In a battle for consumers who'd like one less black box to deal with, JVC and Sharp came out swinging at the recent CES with new LCD TVs that feature integrated Blu-ray players.
JVC's entry is the LT-B300 (click on the image for a closer look), a 42-inch 1080p LCD TV/Blu-ray combo slated to arrive in June at an undisclosed price. Speaking of Blu-ray, the company also showed its first standalone Blu-ray player, the $300 XV-BP1, which arrives in March.
Sharp also did the Blu-ray/TV combo hustle at CES, with a more extensive, five-model lineup. The Aquos BD series (Click on the image below for a closer look) includes TVs ranging in size from 32 to 52 inches, all with slim frames and a new “Aquos Blue” design with subtle blue accents at the bottom of the frames. Models 42 inches and larger have 120Hz technology.
Both the JVC and Sharp players are BD-Live-enabled, so they can access Internet content when playing compatible discs.
The two companies also expanded their lineups of standalone LCD TVs.

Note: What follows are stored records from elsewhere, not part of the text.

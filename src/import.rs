//! Catalog metadata import.
//!
//! Rows come from a [`MetadataSource`], one method per catalog query. The
//! importer runs the queries in dependency order and builds a [`Schema`].

use crate::schema::{Schema, Scope, normalize_comment};
use crate::sql::ident::{Casing, format_identifier};
use crate::sql::types::{DataTypeError, normalize};
use serde::{Deserialize, Serialize};
use thiserror::Error;

/// Error reported by a metadata source.
pub type SourceError = Box<dyn std::error::Error + Send + Sync>;

#[derive(Debug, Error)]
pub enum ImportError {
    #[error("Metadata query failed: {0}")]
    Source(SourceError),
    #[error("Malformed data type for {table}.{column}: {source}")]
    MalformedTypeDescriptor {
        table: String,
        column: String,
        #[source]
        source: DataTypeError,
    },
}

#[derive(Debug, Clone, PartialEq, Eq, Serialize, Deserialize)]
pub struct TableRow {
    pub name: String,
    #[serde(default)]
    pub comment: Option<String>,
}

#[derive(Debug, Clone, PartialEq, Eq, Serialize, Deserialize)]
pub struct ColumnRow {
    pub table_name: String,
    pub column_name: String,
    #[serde(default)]
    pub comment: Option<String>,
    /// Non-empty for identity columns.
    #[serde(default)]
    pub autoincrement: Option<String>,
    /// JSON type descriptor, e.g. `{"type":"FIXED","precision":38,"scale":0,"nullable":false}`.
    pub data_type: String,
}

#[derive(Debug, Clone, PartialEq, Eq, Serialize, Deserialize)]
pub struct UniqueKeyRow {
    pub table_name: String,
    pub column_name: String,
    pub constraint_name: String,
}

#[derive(Debug, Clone, PartialEq, Eq, Serialize, Deserialize)]
pub struct PrimaryKeyRow {
    pub table_name: String,
    pub column_name: String,
    pub constraint_name: String,
    pub key_sequence: u32,
}

#[derive(Debug, Clone, PartialEq, Eq, Serialize, Deserialize)]
pub struct ImportedKeyRow {
    pub pk_schema_name: String,
    pub pk_table_name: String,
    pub pk_column_name: String,
    pub fk_schema_name: String,
    pub fk_table_name: String,
    pub fk_column_name: String,
    pub fk_name: String,
}

/// Catalog introspection queries, in the order the importer runs them.
#[derive(Debug, Clone, Copy, PartialEq, Eq)]
pub enum CatalogQuery {
    Tables,
    Columns,
    UniqueKeys,
    PrimaryKeys,
    ImportedKeys,
}

impl CatalogQuery {
    pub const ALL: [CatalogQuery; 5] = [
        Self::Tables,
        Self::Columns,
        Self::UniqueKeys,
        Self::PrimaryKeys,
        Self::ImportedKeys,
    ];

    fn object(self) -> &'static str {
        match self {
            Self::Tables => "tables",
            Self::Columns => "columns",
            Self::UniqueKeys => "unique keys",
            Self::PrimaryKeys => "primary keys",
            Self::ImportedKeys => "imported keys",
        }
    }

    /// SQL text that lists this object kind for `scope`.
    pub fn sql(self, scope: &Scope) -> String {
        format!(
            "show {} in schema {}.{}",
            self.object(),
            format_identifier(&scope.database, Casing::Lower),
            format_identifier(&scope.schema, Casing::Lower)
        )
    }
}

/// Supplier of catalog rows for one database schema.
pub trait MetadataSource {
    /// List the tables of the schema
    fn tables(&mut self, scope: &Scope) -> Result<Vec<TableRow>, SourceError>;

    /// List the columns of every table in the schema
    fn columns(&mut self, scope: &Scope) -> Result<Vec<ColumnRow>, SourceError>;

    /// List unique constraint members
    fn unique_keys(&mut self, scope: &Scope) -> Result<Vec<UniqueKeyRow>, SourceError>;

    /// List primary key members
    fn primary_keys(&mut self, scope: &Scope) -> Result<Vec<PrimaryKeyRow>, SourceError>;

    /// List foreign key members with the columns they reference
    fn imported_keys(&mut self, scope: &Scope) -> Result<Vec<ImportedKeyRow>, SourceError>;
}

/// Build the model of `scope` from `source`.
///
/// An empty selection returns an empty model without querying the source.
/// Rows naming tables or columns that were not imported are skipped, and so
/// are foreign keys that cross schemas.
pub fn import_schema<S: MetadataSource + ?Sized>(
    source: &mut S,
    scope: &Scope,
) -> Result<Schema, ImportError> {
    let mut schema = Schema::new(scope.clone());
    if scope.is_empty() {
        log::debug!("no database or schema selected, skipping import");
        return Ok(schema);
    }

    for row in source.tables(scope).map_err(ImportError::Source)? {
        schema.add_table(&row.name, normalize_comment(row.comment.as_deref()));
    }
    log::debug!("imported {} tables from {}.{}", schema.len(), scope.database, scope.schema);

    let mut imported = 0;
    for row in source.columns(scope).map_err(ImportError::Source)? {
        let Some(table) = schema.table_id(&row.table_name) else {
            log::trace!("skipping column of unknown table {}", row.table_name);
            continue;
        };
        let (data_type, nullable) =
            normalize(&row.data_type).map_err(|source| ImportError::MalformedTypeDescriptor {
                table: row.table_name.clone(),
                column: row.column_name.clone(),
                source,
            })?;
        let identity = row.autoincrement.as_deref().is_some_and(|a| !a.is_empty());
        schema.add_column(
            table,
            &row.column_name,
            normalize_comment(row.comment.as_deref()),
            data_type,
            nullable,
            identity,
        );
        imported += 1;
    }
    log::debug!("imported {} columns", imported);

    for row in source.unique_keys(scope).map_err(ImportError::Source)? {
        match resolve(&schema, &row.table_name, &row.column_name) {
            Some(column) => schema.add_unique(&row.constraint_name, column),
            None => log::trace!(
                "skipping unique key {} on {}.{}",
                row.constraint_name,
                row.table_name,
                row.column_name
            ),
        }
    }

    for row in source.primary_keys(scope).map_err(ImportError::Source)? {
        match resolve(&schema, &row.table_name, &row.column_name) {
            Some(column) => schema.add_primary_key(&row.constraint_name, column, row.key_sequence),
            None => log::trace!(
                "skipping primary key {} on {}.{}",
                row.constraint_name,
                row.table_name,
                row.column_name
            ),
        }
    }

    for row in source.imported_keys(scope).map_err(ImportError::Source)? {
        if row.pk_schema_name != row.fk_schema_name {
            log::debug!(
                "skipping cross-schema foreign key {} ({} -> {})",
                row.fk_name,
                row.fk_schema_name,
                row.pk_schema_name
            );
            continue;
        }
        let target = resolve(&schema, &row.pk_table_name, &row.pk_column_name);
        let column = resolve(&schema, &row.fk_table_name, &row.fk_column_name);
        match (column, target) {
            (Some(column), Some(target)) => schema.add_foreign_key(&row.fk_name, column, target),
            _ => log::trace!(
                "skipping foreign key {} ({}.{} -> {}.{})",
                row.fk_name,
                row.fk_table_name,
                row.fk_column_name,
                row.pk_table_name,
                row.pk_column_name
            ),
        }
    }

    Ok(schema)
}

fn resolve(schema: &Schema, table: &str, column: &str) -> Option<crate::schema::ColumnId> {
    let table = schema.table_id(table)?;
    schema.column_id(table, column)
}

/// Schema names worth offering for import.
pub fn visible_schemas<I, S>(names: I) -> Vec<String>
where
    I: IntoIterator<Item = S>,
    S: Into<String>,
{
    names
        .into_iter()
        .map(Into::into)
        .filter(|name| name != "INFORMATION_SCHEMA")
        .collect()
}

/// Index of `preferred` in `names`, or 0.
pub fn preferred_index(names: &[String], preferred: &str) -> usize {
    names.iter().position(|name| name == preferred).unwrap_or(0)
}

JVC unveiled new P300- and P500-series 1080p sets with integrated TeleDock iPod docks; the latter series includes 120Hz technology. Also new is a J series of sleeker-looking 1080p models that have a dynamic backlight for claimed improvements in black-level performance. JVC also showed a new super-thin 1080p LCD monitor that sports a “360-degree” design with a finished back panel so it can be placed anywhere in a room, and a 32-inch ultra-slim prototype LCD with a unique magnetic wall-mounting system. The set, said to weigh just 11 pounds, is less than a third of an inch thick, and uses LED edge lighting and a separate tuner module.
During the show, Sharp rolled out new E67- and E77-series models—all with 120Hz technology—in sizes ranging from 32 to 65 inches. The step-up E77 sets, which have gold-colored accents at the bottom of the cabinet, have 10-bit panels; the E67 models have copper accents at the bottom of their cabinets. Sharp said it will offer an 82-inch behemoth later this year. The model will sit between the company's current 65-inch set and its outrageously large (and expensive) 108-inch model. The company hasn't yet disclosed price or availability.